## Exercise directions
A single number is the whole answer: how many lines in this listing contain "sqrt".

## Supplied information
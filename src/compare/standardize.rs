//! Square-root equivalence scale (OECD).
//!
//! Household income is divided by `sqrt(household_size)` to estimate
//! per-person economic welfare.

/// The divisor applied to a household's income.
///
/// Non-positive sizes scale by 1.
pub fn equivalence_scale(household_size: i64) -> f64 {
    if household_size <= 0 {
        return 1.0;
    }
    (household_size as f64).sqrt()
}

/// Standardize household income by household size.
///
/// `household_size <= 0` returns `income` unchanged.
pub fn standardize_income(income: f64, household_size: i64) -> f64 {
    if household_size <= 0 {
        return income;
    }
    income / (household_size as f64).sqrt()
}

## Exercise response
3